Not only had the world changed, but the World Bank had changed, too. It now encompassed four policy and financing arms: the IBRD; the International Development Association, or IDA (the bank's special fund for the poorest 79 countries); the International Finance Corporation, or IFC (its private-sector arm); and the Multilateral Investment Guarantee Agency (which offers investors insurance against political risk).

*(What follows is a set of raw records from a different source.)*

//! Pure structural queries over the syntax tree.
//!
//! All queries walk parent links; none of them cross a function boundary
//! unless stated otherwise.

use crate::{Ast, NodeId, NodeKind};

/// Nearest enclosing `Function` node (never `id` itself).
pub fn enclosing_function(ast: &Ast, id: NodeId) -> Option<NodeId> {
    let mut current = ast.parent(id);
    while let Some(node) = current {
        if let NodeKind::Function { .. } = ast.kind(node) {
            return Some(node);
        }
        current = ast.parent(node);
    }
    None
}

/// The function whose body defines `id`, or the program root.
pub fn defining_scope(ast: &Ast, id: NodeId) -> NodeId {
    enclosing_function(ast, id).unwrap_or_else(|| ast.root())
}

/// Nearest loop whose iterations re-evaluate `id`.
///
/// A `for` initializer and a `for-of`/`for-in` iterable run once, so they
/// belong to the surrounding scope rather than the loop.
pub fn enclosing_loop(ast: &Ast, id: NodeId) -> Option<NodeId> {
    let mut child = id;
    let mut current = ast.parent(id);
    while let Some(node) = current {
        match ast.kind(node) {
            NodeKind::Function { .. } => return None,
            NodeKind::For { init, .. } if *init == Some(child) => {}
            NodeKind::ForOf { left, right, .. } | NodeKind::ForIn { left, right, .. }
                if *right == child || *left == child => {}
            NodeKind::While { .. }
            | NodeKind::DoWhile { .. }
            | NodeKind::For { .. }
            | NodeKind::ForOf { .. }
            | NodeKind::ForIn { .. } => return Some(node),
            _ => {}
        }
        child = node;
        current = ast.parent(node);
    }
    None
}

/// Nearest `if` arm or conditional-expression arm containing `id`.
pub fn enclosing_branch(ast: &Ast, id: NodeId) -> Option<NodeId> {
    let mut child = id;
    let mut current = ast.parent(id);
    while let Some(node) = current {
        match ast.kind(node) {
            NodeKind::Function { .. } => return None,
            NodeKind::If { cond, .. } | NodeKind::Conditional { cond, .. } if *cond != child => {
                return Some(node);
            }
            _ => {}
        }
        child = node;
        current = ast.parent(node);
    }
    None
}

/// The statement containing `id`: the ancestor-or-self whose parent owns a
/// statement list.
pub fn enclosing_statement(ast: &Ast, id: NodeId) -> Option<NodeId> {
    let mut current = id;
    loop {
        let parent = ast.parent(current)?;
        if ast.kind(parent).is_statement_list() {
            return Some(current);
        }
        current = parent;
    }
}

/// `ancestor` is `node` or one of its ancestors (crosses functions).
pub fn is_ancestor(ast: &Ast, ancestor: NodeId, node: NodeId) -> bool {
    let mut current = Some(node);
    while let Some(id) = current {
        if id == ancestor {
            return true;
        }
        current = ast.parent(id);
    }
    false
}

/// Is `id` re-evaluated by an enclosing loop of its own function?
pub fn is_in_loop(ast: &Ast, id: NodeId) -> bool {
    enclosing_loop(ast, id).is_some()
}

/// Every loop between `id` and its defining scope, innermost first.
pub fn enclosing_loops(ast: &Ast, id: NodeId) -> Vec<NodeId> {
    let mut loops = Vec::new();
    let mut current = enclosing_loop(ast, id);
    while let Some(node) = current {
        loops.push(node);
        current = enclosing_loop(ast, node);
    }
    loops
}

/// Nearest common ancestor of two nodes.
pub fn common_ancestor(ast: &Ast, a: NodeId, b: NodeId) -> NodeId {
    let mut current = Some(a);
    while let Some(id) = current {
        if is_ancestor(ast, id, b) {
            return id;
        }
        current = ast.parent(id);
    }
    ast.root()
}

#[cfg(test)]
mod tests;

To accomplish its mission, the World Bank needed new directions, firmer guidance, and better execution. It had to adapt to shifts in economic influence, with emerging markets becoming new economic engines and development no longer being about a North-South hegemony. In developing countries, it needed to assist the private sector -- whether investors from abroad or companies at home -- to clear away obstacles to entrepreneurship. It needed to foster inclusive and sustainable growth, and shared responsibilities, within a changed international system. The job for our leadership team was to point out the new directions, build support and partnerships, translate the overarching vision into specific actions, remain alert to opportunities to innovate, and execute, execute, execute.

Before long, the institution was shifting from debating existential questions to asking new, practical ones. What could it do to promote food security and better nutrition in the face of rising food and fuel prices? How could it help China complete its transition to a market economy and to a growth model less dependent on exports and investment? How could it help countries in the Middle East meet the demand for jobs today and build sustainable political economies in the future? What could it teach cities dealing with climate change?

Communicating this new mission has remained a challenge. One of the problems of the World Bank is that it is called a bank. Most people associate banks with lending money (at least they have until recently), but financing is only one part of what the organization does. When it is most effective, the World Bank shares knowledge; develops long-lasting markets, institutions, and capacities; and offers diverse financing (whether it takes the form of equity, guarantees, loans, grants, or risk management). Combining all three elements, the bank can improve lives and countries.

These were the challenges before us in 2007. In a larger sense, the World Bank was one part of a bigger strategic question: How should the United States and others in the world modernize multilateralism? The world had inherited its regimes and institutions from the "Wise Men" who created them after World War II; after the Cold War, multilateralism was expanded but only slightly retooled.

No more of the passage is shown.